(Activity): Retype the records below so that each one matches exactly.

(Beginning of Listed records)

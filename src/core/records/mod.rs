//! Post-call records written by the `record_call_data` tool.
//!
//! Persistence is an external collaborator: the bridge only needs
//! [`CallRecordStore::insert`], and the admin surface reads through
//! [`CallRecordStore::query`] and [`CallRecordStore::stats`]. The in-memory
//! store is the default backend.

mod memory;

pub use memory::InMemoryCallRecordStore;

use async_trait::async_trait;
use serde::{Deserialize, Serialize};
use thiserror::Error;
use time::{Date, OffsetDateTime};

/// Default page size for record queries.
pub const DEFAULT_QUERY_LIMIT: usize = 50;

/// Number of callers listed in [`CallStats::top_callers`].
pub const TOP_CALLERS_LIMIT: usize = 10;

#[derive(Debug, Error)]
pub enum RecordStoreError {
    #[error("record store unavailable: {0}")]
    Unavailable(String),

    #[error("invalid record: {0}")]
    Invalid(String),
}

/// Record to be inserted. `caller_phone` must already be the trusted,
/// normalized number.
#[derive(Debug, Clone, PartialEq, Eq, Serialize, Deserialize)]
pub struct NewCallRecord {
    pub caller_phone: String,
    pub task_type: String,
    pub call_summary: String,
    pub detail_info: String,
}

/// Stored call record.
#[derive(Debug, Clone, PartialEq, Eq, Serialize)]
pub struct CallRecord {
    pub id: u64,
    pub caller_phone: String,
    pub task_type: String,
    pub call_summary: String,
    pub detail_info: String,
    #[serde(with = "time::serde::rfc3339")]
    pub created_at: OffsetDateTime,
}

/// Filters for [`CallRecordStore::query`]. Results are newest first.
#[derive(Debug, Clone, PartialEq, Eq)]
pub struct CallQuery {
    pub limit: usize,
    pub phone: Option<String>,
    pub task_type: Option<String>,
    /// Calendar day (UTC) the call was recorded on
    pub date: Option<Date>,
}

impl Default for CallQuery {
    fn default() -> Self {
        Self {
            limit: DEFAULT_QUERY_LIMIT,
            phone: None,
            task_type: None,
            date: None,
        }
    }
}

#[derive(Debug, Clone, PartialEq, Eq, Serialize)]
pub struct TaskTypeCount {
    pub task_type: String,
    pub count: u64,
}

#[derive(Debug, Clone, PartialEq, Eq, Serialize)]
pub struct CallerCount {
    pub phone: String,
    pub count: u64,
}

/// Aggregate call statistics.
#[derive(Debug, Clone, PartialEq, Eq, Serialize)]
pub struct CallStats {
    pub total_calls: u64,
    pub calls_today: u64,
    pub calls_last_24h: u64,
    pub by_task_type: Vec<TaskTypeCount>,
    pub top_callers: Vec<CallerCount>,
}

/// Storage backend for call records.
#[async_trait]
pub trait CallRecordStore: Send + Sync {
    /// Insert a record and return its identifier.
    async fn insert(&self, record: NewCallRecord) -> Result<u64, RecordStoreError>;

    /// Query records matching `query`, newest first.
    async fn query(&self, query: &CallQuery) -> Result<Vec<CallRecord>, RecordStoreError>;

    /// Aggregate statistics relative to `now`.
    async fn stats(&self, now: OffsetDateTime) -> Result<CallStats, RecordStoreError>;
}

(End of Listed records)

(Response to the exercise):
filename src/core/records/mod.rs
//! Post-call records written by the `record_call_data` tool.
//!
//! Persistence is an external collaborator: the bridge only needs
//! [`CallRecordStore::insert`], and the admin surface reads through
//! [`CallRecordStore::query`] and [`CallRecordStore::stats`]. The in-memory
//! store is the default backend.

mod memory;

pub use memory::InMemoryCallRecordStore;

use async_trait::async_trait;
use serde::{Deserialize, Serialize};
use thiserror::Error;
use time::{Date, OffsetDateTime};

/// Default page size for record queries.
pub const DEFAULT_QUERY_LIMIT: usize = 50;

/// Number of callers listed in [`CallStats::top_callers`].
pub const TOP_CALLERS_LIMIT: usize = 10;

#[derive(Debug, Error)]
pub enum RecordStoreError {
    #[error("record store unavailable: {0}")]
    Unavailable(String),

    #[error("invalid record: {0}")]
    Invalid(String),
}

/// Record to be inserted. `caller_phone` must already be the trusted,
/// normalized number.
#[derive(Debug, Clone, PartialEq, Eq, Serialize, Deserialize)]
pub struct NewCallRecord {
    pub caller_phone: String,
    pub task_type: String,
    pub call_summary: String,
    pub detail_info: String,
}

/// Stored call record.
#[derive(Debug, Clone, PartialEq, Eq, Serialize)]
pub struct CallRecord {
    pub id: u64,
    pub caller_phone: String,
    pub task_type: String,
    pub call_summary: String,
    pub detail_info: String,
    #[serde(with = "time::serde::rfc3339")]
    pub created_at: OffsetDateTime,
}

/// Filters for [`CallRecordStore::query`]. Results are newest first.
#[derive(Debug, Clone, PartialEq, Eq)]
pub struct CallQuery {
    pub limit: usize,
    pub phone: Option<String>,
    pub task_type: Option<String>,
    /// Calendar day (UTC) the call was recorded on
    pub date: Option<Date>,
}

impl Default for CallQuery {
    fn default() -> Self {
        Self {
            limit: DEFAULT_QUERY_LIMIT,
            phone: None,
            task_type: None,
            date: None,
        }
    }
}

#[derive(Debug, Clone, PartialEq, Eq, Serialize)]
pub struct TaskTypeCount {
    pub task_type: String,
    pub count: u64,
}

#[derive(Debug, Clone, PartialEq, Eq, Serialize)]
pub struct CallerCount {
    pub phone: String,
    pub count: u64,
}

/// Aggregate call statistics.
#[derive(Debug, Clone, PartialEq, Eq, Serialize)]
pub struct CallStats {
    pub total_calls: u64,
    pub calls_today: u64,
    pub calls_last_24h: u64,
    pub by_task_type: Vec<TaskTypeCount>,
    pub top_callers: Vec<CallerCount>,
}

/// Storage backend for call records.
#[async_trait]
pub trait CallRecordStore: Send + Sync {
    /// Insert a record and return its identifier.
    async fn insert(&self, record: NewCallRecord) -> Result<u64, RecordStoreError>;

    /// Query records matching `query`, newest first.
    async fn query(&self, query: &CallQuery) -> Result<Vec<CallRecord>, RecordStoreError>;

    /// Aggregate statistics relative to `now`.
    async fn stats(&self, now: OffsetDateTime) -> Result<CallStats, RecordStoreError>;
}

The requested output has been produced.